A composition containing poly(D-3-hydroxybutyrate), which is used such that 90 mg/m 2 body surface area or more of poly(D-3-hydroxybutyrate) is ingested per day. 2. The composition of claim 1, characterized in that:
6. Composition according to claim 5, characterized in that it is used to ingest more than 900 mg/ m2 body surface area of poly(D-3-hydroxybutyric acid) per day.
The composition according to claim 1, which is used for disease treatment.
The composition according to claim 7, wherein the disease is cancer.
A combination composition characterized by using the composition according to claim 8 in combination with an anticancer agent, wherein the composition and the anticancer agent have a synergistic action.
The composition according to claim 7, wherein the disease is an autoimmune disease.
The composition according to claim 10, wherein the autoimmune disease is inflammatory bowel disease.
The composition according to claim 1, wherein the composition is a pharmaceutical composition, a feed composition, or a food and drink composition.
The composition according to claim 12, wherein the feed composition is a diet.
A composition for suppressing an excessive immune response, the composition containing poly(D-3-hydroxybutyric acid) (PHB).

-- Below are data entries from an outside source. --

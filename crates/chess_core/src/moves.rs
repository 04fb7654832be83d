//! Value records describing moves and their results.

use serde::{Deserialize, Serialize};

use crate::board::CastlingRights;
use crate::coord::Coordinate;
use crate::types::{Color, Piece, PieceKind};

/// A fully described move. Built by the legality filter, never edited after.
#[derive(Clone, Copy, Debug, PartialEq, Eq, Serialize, Deserialize)]
pub struct Move {
    pub from: Coordinate,
    pub to: Coordinate,
    /// The mover as it stood before the move
    pub moving_piece: Piece,
    /// The piece removed by this move (the passed pawn for en passant)
    pub captured_piece: Option<Piece>,
    pub is_castle: bool,
    pub is_en_passant: bool,
    pub promotion_choice: Option<PieceKind>,
}

impl Move {
    pub(crate) fn quiet(piece: Piece, to: Coordinate) -> Self {
        Self {
            from: piece.position,
            to,
            moving_piece: piece,
            captured_piece: None,
            is_castle: false,
            is_en_passant: false,
            promotion_choice: None,
        }
    }

    pub fn is_capture(&self) -> bool {
        self.captured_piece.is_some()
    }

    /// True if a pawn lands on its far rank with this move.
    pub fn is_promotion(&self) -> bool {
        self.moving_piece.kind == PieceKind::Pawn
            && self.to.rank() == self.moving_piece.color.promotion_rank()
    }

    pub fn with_promotion(mut self, kind: PieceKind) -> Self {
        self.promotion_choice = Some(kind);
        self
    }
}

/// Everything `unmake_move` needs to restore the board exactly.
#[derive(Clone, Debug, PartialEq, Eq)]
pub struct Undo {
    pub moved: Piece,
    pub captured: Option<Piece>,
    /// Rook as it stood before castling
    pub rook: Option<(Piece, Coordinate)>,
    pub castling: CastlingRights,
    pub en_passant: Option<Coordinate>,
    pub pending_promotion: Option<Coordinate>,
    pub side_to_move: Color,
}

/// State of the game for the side to move.
#[derive(Clone, Copy, Debug, PartialEq, Eq, Serialize, Deserialize)]
pub enum GameStatus {
    InProgress,
    Checkmate { winner: Color },
    Stalemate,
}

impl GameStatus {
    pub fn is_over(self) -> bool {
        self != GameStatus::InProgress
    }

    /// Winning side, `None` while in progress or after stalemate.
    pub fn winner(self) -> Option<Color> {
        match self {
            GameStatus::Checkmate { winner } => Some(winner),
            _ => None,
        }
    }
}

/// Result of applying a move to the authoritative board.
#[derive(Clone, Copy, Debug, PartialEq, Eq)]
pub struct MoveOutcome {
    pub mv: Move,
    /// The side now to move is in check
    pub gives_check: bool,
    /// The moved pawn waits for `Board::promote`
    pub promotion_pending: bool,
    pub status: GameStatus,
}
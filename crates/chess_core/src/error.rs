//! Error types surfaced by the chess core.

use thiserror::Error;

use crate::coord::Coordinate;
use crate::types::{Color, PieceKind};

/// Why a proposed move was refused.
#[derive(Error, Debug, Clone, Copy, PartialEq, Eq)]
pub enum IllegalMoveReason {
    #[error("there is no piece on the starting square")]
    EmptySquare,
    #[error("the piece does not belong to the side to move")]
    NotYourPiece,
    #[error("the piece cannot reach that square")]
    Unreachable,
    #[error("the move would leave the king in check")]
    LeavesKingInCheck,
}

/// Errors that can occur while building or playing on a board.
#[derive(Error, Debug, Clone, PartialEq, Eq)]
pub enum ChessError {
    /// Coordinate or offset outside the 8x8 board
    #[error("coordinate (file {file}, rank {rank}) is outside the board")]
    OutOfBounds { file: i8, rank: i8 },

    /// Rule violation; the board is left untouched
    #[error("illegal move {from}-{to}: {reason}")]
    IllegalMove {
        from: Coordinate,
        to: Coordinate,
        reason: IllegalMoveReason,
    },

    /// Promotion target outside {Queen, Rook, Bishop, Knight}
    #[error("a pawn cannot be promoted to {kind:?}")]
    Promotion { kind: PieceKind },

    /// A pawn on `at` is waiting for its promotion piece
    #[error("the pawn on {at} must be promoted before the next move")]
    PromotionPending { at: Coordinate },

    /// `promote` called when no pawn is waiting on `at`
    #[error("no promotion is pending on {at}")]
    NoPromotionPending { at: Coordinate },

    /// Internal invariant violation: every board holds one king per color
    #[error("no {color:?} king on the board")]
    NoKing { color: Color },

    /// Search or move requested for the side that is not on move
    #[error("{got:?} asked to move but it is {expected:?} to move")]
    WrongTurn { expected: Color, got: Color },

    /// Malformed layout, snapshot or FEN
    #[error("invalid board layout: {0}")]
    InvalidLayout(String),
}

/// Result type alias for chess core operations
pub type ChessResult<T> = Result<T, ChessError>;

The composition according to claim 14, wherein the composition is a pharmaceutical composition, a feed composition, or a food and drink composition.
The composition according to claim 15, wherein the feed composition is a diet.
The composition according to claim 15, wherein the pharmaceutical composition is for treating autoimmune diseases or allergic diseases.
The composition according to claim 14, which suppresses excessive immune reactions by promoting the expression of anti-inflammatory cytokines.
15. The composition of claim 14, which suppresses excessive immune responses by increasing the number of regulatory T cells.